Por Eduardo Engelmann*

Estive lendo um artigo, no qual uma grande empresa de arquitetura e engenharia informava a dificuldade em contratar cadistas. Mas, você sabe o que é isso?

O cadista é aquele profissional que trabalha com AutoCAD, mesmo sem a formação superior em engenharia ou arquitetura. O cadista desenha plantas e desenhos técnicos solicitados pelos engenheiros ou arquitetos — muitas vezes eles são bem elaborados ou se apresentam no formato sketch (rascunho). Para ser um cadista, não é necessário nível superior, já que muitos engenheiros e arquitetos estão exercendo essa função pela carência de profissionais no mercado. Entretanto, muito além do conhecido do software, o profissional deve saber ler e interpretar projetos corretamente.

A procura sempre alta por esses profissionais, mesmo em momentos de crise, explica-se pela imensa diversidade de áreas em que o cadista pode atuar. Isso porque praticamente qualquer fabricação humana necessita hoje de um projeto computacional anterior para servir de guia à sua materialização. Assim, escritórios de arquitetura, construtoras/incorporadoras, indústria moveleira (móveis), agências de publicidade, setor automotivo e até equipes de geógrafos (que lidam com topografia) precisam permanentemente contar com o trabalho visionário de um especialista em AutoCAD.

Quer saber mais sobre a carreira de cadista? Então acompanhe-nos:

O desenho técnico no começo da carreira do desenhista cadista

Para se tornar um profissional nesse segmento, você precisa conhecer, em primeiro lugar, o desenho técnico. Este, basicamente, trabalha com plantas baixas e algumas projeções tridimensionais. Trata-se de uma atividade manual apoiada por régua, esquadros, transferidor e compasso (além da lapiseira, claro!), a fim de facilitar a descrição e a apresentação de uma ideia por meio de regras e procedimentos.

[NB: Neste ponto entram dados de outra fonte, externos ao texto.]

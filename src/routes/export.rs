use axum::{
    extract::{Path, State},
    http::{header, HeaderValue},
    response::{IntoResponse, Response},
};

use crate::error::{AppError, AppResult};
use crate::services::export::{
    attachment_disposition, export_filename, load_snapshot, render_html, render_markdown,
};
use crate::services::now;
use crate::state::AppState;

use super::parse_id;

fn download(body: String, content_type: &'static str, filename: &str) -> AppResult<Response> {
    let disposition = HeaderValue::from_str(&attachment_disposition(filename))
        .map_err(|err| AppError::internal(format!("invalid content disposition: {err}")))?;
    let mut response = body.into_response();
    let headers = response.headers_mut();
    headers.insert(header::CONTENT_TYPE, HeaderValue::from_static(content_type));
    headers.insert(header::CONTENT_DISPOSITION, disposition);
    Ok(response)
}

pub async fn export_markdown(
    State(state): State<AppState>,
    Path(id): Path<String>,
) -> AppResult<Response> {
    let session_id = parse_id(&id, "ID de session invalide")?;
    let mut conn = state.db()?;
    let snapshot = load_snapshot(&mut conn, session_id)?;
    let markdown = render_markdown(&snapshot);
    tracing::info!(session_id = %session_id, bytes = markdown.len(), "markdown export");
    download(
        markdown,
        "text/markdown; charset=utf-8",
        &export_filename(&snapshot.session.title, "md"),
    )
}

pub async fn export_html(
    State(state): State<AppState>,
    Path(id): Path<String>,
) -> AppResult<Response> {
    let session_id = parse_id(&id, "ID de session invalide")?;
    let mut conn = state.db()?;
    let snapshot = load_snapshot(&mut conn, session_id)?;
    let html = render_html(&snapshot, now());
    tracing::info!(session_id = %session_id, bytes = html.len(), "html export");
    download(
        html,
        "text/html; charset=utf-8",
        &export_filename(&snapshot.session.title, "html"),
    )
}
use std::time::Duration;

use anyhow::anyhow;
use diesel::pg::PgConnection;
use diesel::r2d2::{ConnectionManager, Pool};
use diesel_migrations::{embed_migrations, EmbeddedMigrations, MigrationHarness};

pub type PgPool = Pool<ConnectionManager<PgConnection>>;

pub const DEFAULT_MAX_POOL_SIZE: u32 = 5;

pub const MIGRATIONS: EmbeddedMigrations = embed_migrations!("migrations");

pub fn init_pool(database_url: &str) -> anyhow::Result<PgPool> {
    init_pool_with_size(database_url, DEFAULT_MAX_POOL_SIZE)
}

pub fn init_pool_with_size(database_url: &str, max_size: u32) -> anyhow::Result<PgPool> {
    let manager = ConnectionManager::<PgConnection>::new(database_url);
    let pool_size = max_size.max(1);
    let pool = Pool::builder()
        .max_size(pool_size)
        .connection_timeout(Duration::from_secs(10))
        .build(manager)?;
    Ok(pool)
}

pub fn run_migrations(pool: &PgPool) -> anyhow::Result<usize> {
    let mut conn = pool
        .get()
        .map_err(|err| anyhow!("failed to acquire migration connection: {err}"))?;
    let applied = conn
        .run_pending_migrations(MIGRATIONS)
        .map_err(|err| anyhow!("failed to run migrations: {err}"))?;
    Ok(applied.len())
}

Escalas, cúpulas geodésicas, ângulos e perspectivas compõem a linguagem gráfica que facilita o entendimento dos desenhos e ajuda o futuro cadista a se familiarizar com toda essa representação. Só após ter aprofundado o conhecimento no desenho técnico é que se torna viável começar a trabalhar com o AutoCAD. As instruções amplamente difundidas no desenho técnico serão fundamentais na transposição dos rascunhos para o ambiente do software.

Em resumo, tenha a certeza de que querer mexer com AutoCAD sem saber nada sobre esse ramo do desenho é como - na agricultura - querer fazer uma boa colheita sem ter sementes: uma coisa é matéria-prima da outra!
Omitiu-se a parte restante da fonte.